Dr. Thomas Froehlich, Professor of Internal Medicine who serves as Medical Director of the Simmons Cancer Center, said, “The most informed voices on the care team are those of the patient and family. The PFAC will help us examine delivery of care through the eyes of patients and families so that we can provide medical care to the best of our ability. Patients and caregivers will have an amplified voice, from designing physical space to developing programs and support services.”

With 13 major cancer care programs, the Simmons Cancer Center provides patient-focused treatments for more than three dozen types of cancer and offers research-based, innovative cancer care and clinical trials, as well as early detection, survivorship, and outreach services. In 2015, the Simmons Cancer Center was awarded comprehensive designation from the National Cancer Institute (NCI), becoming one of three such top-tier institutions in the state and the only one in North Texas. It is one of only 30 U.S. cancer research centers to be designated by the NCI as a National Clinical Trials Network Lead Academic Participating Site.

Mr. Chapman came to Dallas in 1983 with Sheila, who battled breast cancer in 1991 and passed away from pancreatic cancer in 2011. He is grateful for the care she received at UT Southwestern.

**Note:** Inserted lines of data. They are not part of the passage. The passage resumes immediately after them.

// ========== Update Tests ==========

mod update_mode {
    use super::*;
    use cvsync_test_utils::prelude::assert_eq;

    fn updatable(location: RevisionSelector) -> ScmConfig {
        let mut config = ScmConfig::new(vec![Fixtures::foo(location)]);
        config.can_use_update = true;
        config
    }

    #[test]
    fn test_update_switches_tag_to_head() {
        let server = Fixtures::server();
        let ws = TempDir::new().unwrap();
        let coordinator = coordinator(&server);
        let ctx = ParameterContext::new();

        coordinator
            .checkout(
                &updatable(RevisionSelector::tag(Fixtures::FOO_TAG, false)),
                &ctx,
                ws.path(),
                CheckoutMode::Fresh,
            )
            .unwrap();
        server.clear_calls();

        let result = coordinator
            .checkout(&updatable(RevisionSelector::Head), &ctx, ws.path(), CheckoutMode::Update)
            .unwrap();

        assert!(matches!(server.checkout_calls()[0], MockCall::Update { .. }));
        assert_checked_out(ws.path(), &["head.txt"]).unwrap();
        assert_not_checked_out(ws.path(), &["tag.txt"]).unwrap();
        let summary = result.summary.unwrap();
        assert!(summary.modules[0].updated);
        assert_eq!(summary.file_count(), 1);
    }

    #[test]
    fn test_missing_branch_updates_to_head() {
        let server = Fixtures::server();
        let ws = TempDir::new().unwrap();
        let coordinator = coordinator(&server);
        let ctx = ParameterContext::new();

        coordinator
            .checkout(&updatable(RevisionSelector::Head), &ctx, ws.path(), CheckoutMode::Fresh)
            .unwrap();
        server.clear_calls();

        let result = coordinator
            .checkout(
                &updatable(RevisionSelector::branch(Fixtures::BAR_BRANCH, true)),
                &ctx,
                ws.path(),
                CheckoutMode::Update,
            )
            .unwrap();

        assert_checked_out(ws.path(), &["head.txt"]).unwrap();
        assert!(result.outcomes[0].fell_back_to_head);
        assert_eq!(result.environment.get(CVS_BRANCH), Some(Fixtures::BAR_BRANCH));
        assert_eq!(
            server.checkout_calls(),
            vec![
                MockCall::Update {
                    module: Fixtures::FOO_MODULE.to_string(),
                    revision: Some(Fixtures::BAR_BRANCH.to_string()),
                    head_fallback: false,
                },
                MockCall::Update {
                    module: Fixtures::FOO_MODULE.to_string(),
                    revision: None,
                    head_fallback: false,
                },
            ]
        );
    }

    #[test]
    fn test_update_without_changes_reports_nothing() {
        let server = Fixtures::server();
        let ws = TempDir::new().unwrap();
        let coordinator = coordinator(&server);
        let ctx = ParameterContext::new();
        let config = updatable(RevisionSelector::Head);

        coordinator.checkout(&config, &ctx, ws.path(), CheckoutMode::Fresh).unwrap();
        let result = coordinator
            .checkout(&config, &ctx, ws.path(), CheckoutMode::Update)
            .unwrap();

        assert!(result.summary.unwrap().is_empty());
    }

    #[test]
    fn test_aborted_checkout_forces_fresh() {
        let server = Fixtures::server();
        server.fail_checkouts_after(0, MockFailure::Timeout);
        let ws = TempDir::new().unwrap();
        let config = updatable(RevisionSelector::Head);
        let ctx = ParameterContext::new();

        assert!(
            coordinator(&server)
                .checkout(&config, &ctx, ws.path(), CheckoutMode::Fresh)
                .is_err()
        );
        assert!(previous_checkout_aborted(ws.path()));

        let healthy = Fixtures::server();
        coordinator(&healthy)
            .checkout(&config, &ctx, ws.path(), CheckoutMode::Update)
            .unwrap();

        assert!(matches!(healthy.checkout_calls()[0], MockCall::Checkout { .. }));
        assert!(!previous_checkout_aborted(ws.path()));
    }

    #[test]
    fn test_module_without_working_copy_is_checked_out() {
        let server = Fixtures::server();
        let ws = TempDir::new().unwrap();
        let mut config = ScmConfig::new(vec![Fixtures::foo_and_bar(
            RevisionSelector::Head,
            RevisionSelector::Head,
        )]);
        config.can_use_update = true;
        std::fs::create_dir_all(foo_dir(ws.path())).unwrap();

        coordinator(&server)
            .checkout(&config, &ParameterContext::new(), ws.path(), CheckoutMode::Update)
            .unwrap();

        assert!(
            server
                .checkout_calls()
                .iter()
                .all(|c| matches!(c, MockCall::Checkout { .. }))
        );
    }
}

“During the two years she survived, Sheila was in the hospital dozens of times,” he said. “We really grew to appreciate everything about UT Southwestern and to love her doctors and nurses. She lived two years largely because of the support she received from the entire staff. I can very confidently say that no contribution that I’ve ever made in my adult life has ever had as much impact as the contributions I’ve made to UT Southwestern.”

With their gift, the Chapmans hope that every oncology patient and caregiver at UT Southwestern feels supported and loved. Mr. Chapman said he is confident that his wife will become a strong advocate for others. “Kim has a smile that brightens everyone’s day. She’ll be doing all sorts of things as part of the program, but the thing that she’ll do best is interact with patients and their families. She is impossible not to like and makes everyone feel better.”

Dr. Podolsky holds the Philip O’Bryan Montgomery, Jr., M.D. Distinguished Presidential Chair in Academic Administration, and the Doris and Bryan Wildenthal Distinguished Chair in Medical Science.